El sol —un coleóptero, raro, duro, jalde, zancudo—. El señor cura
Párroco saca a su sombrero de teja, ladeando la cabeza, once reflejos
de sombrero alto de seda, de tarro de ceremonia —los once reflejos se
juntan arriba, en una convexa luz redonda—. Más allá de la ciudad, la
sima clara y tierna del mar. Al mar se le ve desde arriba, con peligro
de caer por la pendiente. Los acantilados tienen arrugas y tersuras
impolutas, y livideces y manchas amarillas de frente geológica,
académica. Ahí están, en miniatura, las cuatro épocas del mundo, las
cuatro dimensiones de las cosas, los cuatro puntos cardinales, todo,
todo. Un viejo... Dos viejos... Tres viejos... Tres pierolistas. Hay que
ganar tres horas de sol a la noche. La ropa viene grande con exceso al
cuerpo. El paño recepillado se esquina, se triedra, se cae, se tensa —
el paño, hueco por dentro—. Los huesos crujen a compás en el
acompasado accionar, en el rítmico tender de las manos al cielo del
horizonte —plano que corta el del mar, formando un ángulo X —
último capítulo de la geometría elemental (primer curso)—; el cielo
donde debe de estar Piérola. Los mostachos de los viejos cortan
finamente, en lonjas como mermelada cara, una brisa marina y la
impregnan de olor de guamanripa, de tabaco tumbesino, de pañuelo
de yerbas, de jarabes criollos para la tos.
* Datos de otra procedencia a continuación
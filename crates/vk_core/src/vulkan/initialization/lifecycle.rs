//! Lifecycle observers
//!
//! Subsystems that derive state from the device or the swapchain (command
//! pools, framebuffers, per-swapchain pipelines) subscribe here and are
//! notified in registration order. The bus is generic over the context it
//! hands to observers so it can be driven without a GPU.

use std::collections::HashMap;

/// Points in the device/swapchain lifecycle observers can hook into
#[derive(Debug, Clone, Copy, PartialEq, Eq, Hash)]
pub enum LifecycleEvent {
    /// The logical device was just created
    CreateDevice,
    /// The logical device is about to be destroyed
    DestroyDevice,
    /// A swapchain and its views were just created
    CreateSwapchain,
    /// The swapchain views are about to be destroyed
    DestroySwapchain,
}

/// Observer invoked with the context that fired the event
pub type LifecycleObserver<C> = Box<dyn FnMut(&C)>;

/// Ordered observer lists keyed by [`LifecycleEvent`]
pub struct LifecycleBus<C> {
    observers: HashMap<LifecycleEvent, Vec<LifecycleObserver<C>>>,
}

impl<C> Default for LifecycleBus<C> {
    fn default() -> Self {
        Self {
            observers: HashMap::new(),
        }
    }
}

impl<C> LifecycleBus<C> {
    /// Create an empty bus
    pub fn new() -> Self {
        Self::default()
    }

    /// Subscribe `observer` to `event`; it runs after every earlier subscriber
    pub fn subscribe<F>(&mut self, event: LifecycleEvent, observer: F)
    where
        F: FnMut(&C) + 'static,
    {
        self.observers.entry(event).or_default().push(Box::new(observer));
    }

    /// Notify every observer of `event` in registration order
    pub fn notify(&mut self, event: LifecycleEvent, context: &C) {
        if let Some(observers) = self.observers.get_mut(&event) {
            log::debug!("Notifying {} observer(s) of {:?}", observers.len(), event);
            for observer in observers.iter_mut() {
                observer(context);
            }
        }
    }

    /// Number of observers subscribed to `event`
    pub fn observer_count(&self, event: LifecycleEvent) -> usize {
        self.observers.get(&event).map_or(0, Vec::len)
    }

    /// Drop every observer
    pub fn clear(&mut self) {
        self.observers.clear();
    }
}

#[cfg(test)]
mod tests {
    use super::*;
    use std::cell::RefCell;
    use std::rc::Rc;

    type Log = Rc<RefCell<Vec<&'static str>>>;

    fn record(log: &Log, entry: &'static str) -> impl FnMut(&()) + 'static {
        let log = Rc::clone(log);
        move |_: &()| log.borrow_mut().push(entry)
    }

    #[test]
    fn test_observers_run_in_registration_order() {
        let log: Log = Rc::default();
        let mut bus = LifecycleBus::<()>::new();
        bus.subscribe(LifecycleEvent::CreateSwapchain, record(&log, "framebuffers"));
        bus.subscribe(LifecycleEvent::CreateSwapchain, record(&log, "pipelines"));
        bus.subscribe(LifecycleEvent::DestroySwapchain, record(&log, "drop framebuffers"));
        bus.subscribe(LifecycleEvent::DestroySwapchain, record(&log, "drop pipelines"));

        // The order a swapchain rebuild notifies in
        bus.notify(LifecycleEvent::DestroySwapchain, &());
        bus.notify(LifecycleEvent::CreateSwapchain, &());

        assert_eq!(
            *log.borrow(),
            vec!["drop framebuffers", "drop pipelines", "framebuffers", "pipelines"]
        );
    }

    #[test]
    fn test_events_are_isolated() {
        let log: Log = Rc::default();
        let mut bus = LifecycleBus::<()>::new();
        bus.subscribe(LifecycleEvent::CreateDevice, record(&log, "device"));

        bus.notify(LifecycleEvent::CreateSwapchain, &());
        assert!(log.borrow().is_empty());
        assert_eq!(bus.observer_count(LifecycleEvent::CreateDevice), 1);
        assert_eq!(bus.observer_count(LifecycleEvent::DestroyDevice), 0);
    }

    #[test]
    fn test_observer_sees_context() {
        let seen = Rc::new(RefCell::new(0u32));
        let mut bus = LifecycleBus::<u32>::new();
        let sink = Rc::clone(&seen);
        bus.subscribe(LifecycleEvent::DestroyDevice, move |value: &u32| *sink.borrow_mut() += *value);

        bus.notify(LifecycleEvent::DestroyDevice, &7);
        bus.notify(LifecycleEvent::DestroyDevice, &5);
        assert_eq!(*seen.borrow(), 12);
    }
}
//! Typed resource record data (RDATA), see [rfc1035#section-3.3].
//!
//! [rfc1035#section-3.3]: https://datatracker.ietf.org/doc/html/rfc1035#section-3.3
use crate::bail;
use crate::errors::Result;
use crate::io::DNSReadExt;
use crate::name::Name;
use crate::types::Type;
use bytes::BufMut;
use std::convert::TryInto;
use std::io::Cursor;
use std::net::{Ipv4Addr, Ipv6Addr};
use std::time::Duration;

/// The data of a resource record, keyed by record type.
#[derive(Clone, Debug, PartialEq)]
#[allow(clippy::upper_case_acronyms)]
pub enum Resource {
    /// IPv4 Address.
    A(Ipv4Addr),

    /// IPv6 Address.
    AAAA(Ipv6Addr),

    CNAME(Name),
    NS(Name),
    PTR(Name),

    MX(MX),
    SOA(SOA),

    /// Any other record type, kept as the opaque bytes from the wire.
    Unknown { r#type: u16, data: Vec<u8> },
}

/// Mail exchange (MX) record.
#[derive(Clone, Debug, PartialEq)]
pub struct MX {
    /// The preference given to this RR among others at the same owner.
    /// Lower values are preferred.
    pub preference: u16,

    /// A host willing to act as a mail exchange for the owner name.
    pub exchange: Name,
}

/// Start of Authority (SOA) record.
#[derive(Clone, Debug, PartialEq)]
pub struct SOA {
    /// The name server that was the original or primary source of data for
    /// this zone.
    pub mname: Name,

    /// The mailbox of the person responsible for this zone, with the `@`
    /// encoded as the first dot.
    pub rname: Name,

    /// The unsigned 32 bit version number of the original copy of the zone.
    pub serial: u32,

    /// Interval before the zone should be refreshed.
    pub refresh: Duration,

    /// Interval that should elapse before a failed refresh should be retried.
    pub retry: Duration,

    /// Upper limit on the time interval that can elapse before the zone is no
    /// longer authoritative.
    pub expire: Duration,

    /// The minimum TTL field that should be exported with any RR from this zone.
    pub minimum: Duration,
}

impl SOA {
    /// Returns the responsible person's mailbox as an email address, e.g.
    /// `dns-admin.google.com.` becomes `dns-admin@google.com`.
    pub fn email(&self) -> String {
        let mut labels = self.rname.labels().map(String::from_utf8_lossy);
        match labels.next() {
            None => String::new(),
            Some(user) => {
                let domain: Vec<_> = labels.collect();
                format!("{}@{}", user, domain.join("."))
            }
        }
    }
}

impl Resource {
    /// Returns the record type of this resource.
    pub fn r#type(&self) -> Type {
        match self {
            Resource::A(_) => Type::A,
            Resource::AAAA(_) => Type::AAAA,
            Resource::CNAME(_) => Type::CNAME,
            Resource::NS(_) => Type::NS,
            Resource::PTR(_) => Type::PTR,
            Resource::MX(_) => Type::MX,
            Resource::SOA(_) => Type::SOA,
            Resource::Unknown { r#type, .. } => Type::from(*r#type),
        }
    }

    /// Parses `len` bytes of record data of the given type, starting at the
    /// cursor's position.
    ///
    /// The cursor must span the whole message, as names within the data may
    /// point anywhere earlier in the message. On success the cursor is left
    /// exactly `len` bytes further on.
    pub(crate) fn parse(cur: &mut Cursor<&[u8]>, r#type: Type, len: usize) -> Result<Resource> {
        let start = cur.position() as usize;
        let end = start + len;

        if end > cur.get_ref().len() {
            bail!(
                Malformed,
                "{} record data at offset {} runs past end of message",
                r#type,
                start
            );
        }

        let resource = match r#type {
            Type::A => {
                if len != 4 {
                    bail!(Malformed, "invalid A record length ({}) expected 4", len);
                }
                Resource::A(Ipv4Addr::from(cur.read_array::<4>()?))
            }
            Type::AAAA => {
                if len != 16 {
                    bail!(Malformed, "invalid AAAA record length ({}) expected 16", len);
                }
                Resource::AAAA(Ipv6Addr::from(cur.read_array::<16>()?))
            }

            Type::NS => Resource::NS(cur.read_name()?),
            Type::CNAME => Resource::CNAME(cur.read_name()?),
            Type::PTR => Resource::PTR(cur.read_name()?),

            Type::MX => Resource::MX(MX {
                preference: cur.read_be_u16()?,
                exchange: cur.read_name()?,
            }),

            Type::SOA => Resource::SOA(SOA {
                mname: cur.read_name()?,
                rname: cur.read_name()?,
                serial: cur.read_be_u32()?,
                refresh: Duration::from_secs(cur.read_be_u32()?.into()),
                retry: Duration::from_secs(cur.read_be_u32()?.into()),
                expire: Duration::from_secs(cur.read_be_u32()?.into()),
                minimum: Duration::from_secs(cur.read_be_u32()?.into()),
            }),

            // ANY is only valid in a question, but keep whatever was sent.
            Type::ANY | Type::Unknown(_) => Resource::Unknown {
                r#type: r#type.into(),
                data: cur.read_bytes(len)?,
            },
        };

        let pos = cur.position() as usize;
        if pos != end {
            bail!(
                Malformed,
                "{} record data length ({}) did not match the parsed length ({})",
                r#type,
                len,
                pos - start
            );
        }

        Ok(resource)
    }

    /// Appends the record data to `buf`. Names are written uncompressed.
    pub fn write(&self, buf: &mut Vec<u8>) {
        match self {
            Resource::A(ip) => buf.put_slice(&ip.octets()),
            Resource::AAAA(ip) => buf.put_slice(&ip.octets()),

            Resource::CNAME(name) | Resource::NS(name) | Resource::PTR(name) => name.write(buf),

            Resource::MX(mx) => {
                buf.put_u16(mx.preference);
                mx.exchange.write(buf);
            }

            Resource::SOA(soa) => {
                soa.mname.write(buf);
                soa.rname.write(buf);
                buf.put_u32(soa.serial);
                for d in &[soa.refresh, soa.retry, soa.expire, soa.minimum] {
                    buf.put_u32(duration_to_u32(*d));
                }
            }

            Resource::Unknown { data, .. } => buf.put_slice(data),
        }
    }

    /// Returns the length of the record data when written by [`Resource::write`].
    #[allow(clippy::len_without_is_empty)]
    pub fn len(&self) -> usize {
        match self {
            Resource::A(_) => 4,
            Resource::AAAA(_) => 16,
            Resource::CNAME(name) | Resource::NS(name) | Resource::PTR(name) => name.len(),
            Resource::MX(mx) => 2 + mx.exchange.len(),
            Resource::SOA(soa) => soa.mname.len() + soa.rname.len() + 5 * 4,
            Resource::Unknown { data, .. } => data.len(),
        }
    }
}

/// Durations on the wire are unsigned 32 bit seconds; longer ones are clamped.
pub(crate) fn duration_to_u32(d: Duration) -> u32 {
    d.as_secs().try_into().unwrap_or(u32::MAX)
}

#[cfg(test)]
mod tests {
    use super::*;
    use crate::errors::Error;
    use pretty_assertions::assert_eq;

    fn parse(buf: &[u8], start: usize, r#type: Type) -> Result<Resource> {
        let mut cur = Cursor::new(buf);
        cur.set_position(start as u64);
        Resource::parse(&mut cur, r#type, buf.len() - start)
    }

    #[test]
    fn test_parse_a() {
        assert_eq!(
            parse(&[93, 184, 216, 34], 0, Type::A).unwrap(),
            Resource::A(Ipv4Addr::new(93, 184, 216, 34))
        );
        assert!(matches!(parse(&[1, 2, 3], 0, Type::A), Err(Error::Malformed(_))));
        assert!(matches!(parse(&[1, 2, 3, 4, 5], 0, Type::A), Err(Error::Malformed(_))));
    }

    #[test]
    fn test_parse_aaaa() {
        let ip: Ipv6Addr = "2606:2800:220:1:248:1893:25c8:1946".parse().unwrap();
        assert_eq!(parse(&ip.octets(), 0, Type::AAAA).unwrap(), Resource::AAAA(ip));
        assert!(matches!(parse(&[0; 4], 0, Type::AAAA), Err(Error::Malformed(_))));
    }

    #[test]
    fn test_parse_mx_compressed() {
        // "google.com." at 0, then MX data: preference 10, "smtp" + pointer to 0.
        let buf = b"\x06google\x03com\x00\x00\x0a\x04smtp\xC0\x00";
        assert_eq!(
            parse(buf, 12, Type::MX).unwrap(),
            Resource::MX(MX {
                preference: 10,
                exchange: "smtp.google.com".parse().unwrap(),
            })
        );
    }

    #[test]
    fn test_parse_soa() {
        let mut buf = Vec::new();
        let soa = SOA {
            mname: "ns1.google.com".parse().unwrap(),
            rname: "dns-admin.google.com".parse().unwrap(),
            serial: 379031418,
            refresh: Duration::from_secs(900),
            retry: Duration::from_secs(900),
            expire: Duration::from_secs(1800),
            minimum: Duration::from_secs(60),
        };
        Resource::SOA(soa.clone()).write(&mut buf);
        assert_eq!(buf.len(), Resource::SOA(soa.clone()).len());

        assert_eq!(parse(&buf, 0, Type::SOA).unwrap(), Resource::SOA(soa.clone()));
        assert_eq!(soa.email(), "dns-admin@google.com");

        // Missing the minimum field.
        assert!(matches!(
            parse(&buf[..buf.len() - 4], 0, Type::SOA),
            Err(Error::Malformed(_))
        ));
    }

    #[test]
    fn test_parse_name_longer_than_data() {
        let mut cur = Cursor::new(&b"\x03www\x00"[..]);
        assert!(matches!(
            Resource::parse(&mut cur, Type::CNAME, 3),
            Err(Error::Malformed(_))
        ));
    }

    #[test]
    fn test_parse_unknown() {
        // TXT is not parsed, so is kept as opaque bytes.
        let buf = b"\x05hello";
        let got = parse(buf, 0, Type::from(16)).unwrap();
        assert_eq!(
            got,
            Resource::Unknown {
                r#type: 16,
                data: buf.to_vec()
            }
        );
        assert_eq!(got.r#type(), Type::Unknown(16));
    }

    #[test]
    fn test_parse_past_end() {
        let mut cur = Cursor::new(&[1, 2][..]);
        assert!(matches!(
            Resource::parse(&mut cur, Type::A, 4),
            Err(Error::Malformed(_))
        ));
    }
}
Una bandera de seis colores,
al henchirse lentamente de un viento muy alto, insensible abajo,
acusa flancos de bailarina española. Consulado general de Tomesia,
país que hizo Giraudoux con una llanura húngara, dos millonarios
limeños, algunos árboles ingleses y un tono de cielo chino bordado.
Tomesia, no lejos de su consulado general en cualquier parte. Una
carreta de heladero pasa tras un jamelgo que cuelga afuera la
lenguaza áspera y blanquecina. El pobre animal comería con gusto
los helados del cubo escondido —helados de esencia de lúcuma,
sabor opaco y elegante, apenas frío; helados de leche, amplios y
lindos como un retrato juvenil de mamá al lado de papá; helados de
esencia de piña que corresponden a los claveles rojos; helados de
esencia de naranja, leves y nada conocidos—. ¡Cómo suena la
carreta! Con las piedras se va rompiendo el alma la pobre. Y por nada
del mundo enmienda ella el rumbo —el rumbo recto hasta traspasar
las paredes en las calles sin salida, recto hasta la imbecilidad—.
Carretita, ven por este césped, que el agua de la fuente mantiene
suave para ti. Hay entre las cosas, ligas de socorro mutuo, que el
hombre impide. El sonar de las ruedas de la carreta en las piedras del
pavimento alegra a la fuente las aguas tristes de la pila. El cholo, con
mejillas de tierra mojada de sangre y la nariz orvallada de sudor en
gotas atómicas, redondas —el cholo carretero no deja pasar la carreta
por el césped del jardín ralísimo—. Los viejos observan. “Hace frío.
¿Ayer?... ¡Lindo día! Diga usted, Mengánez...”.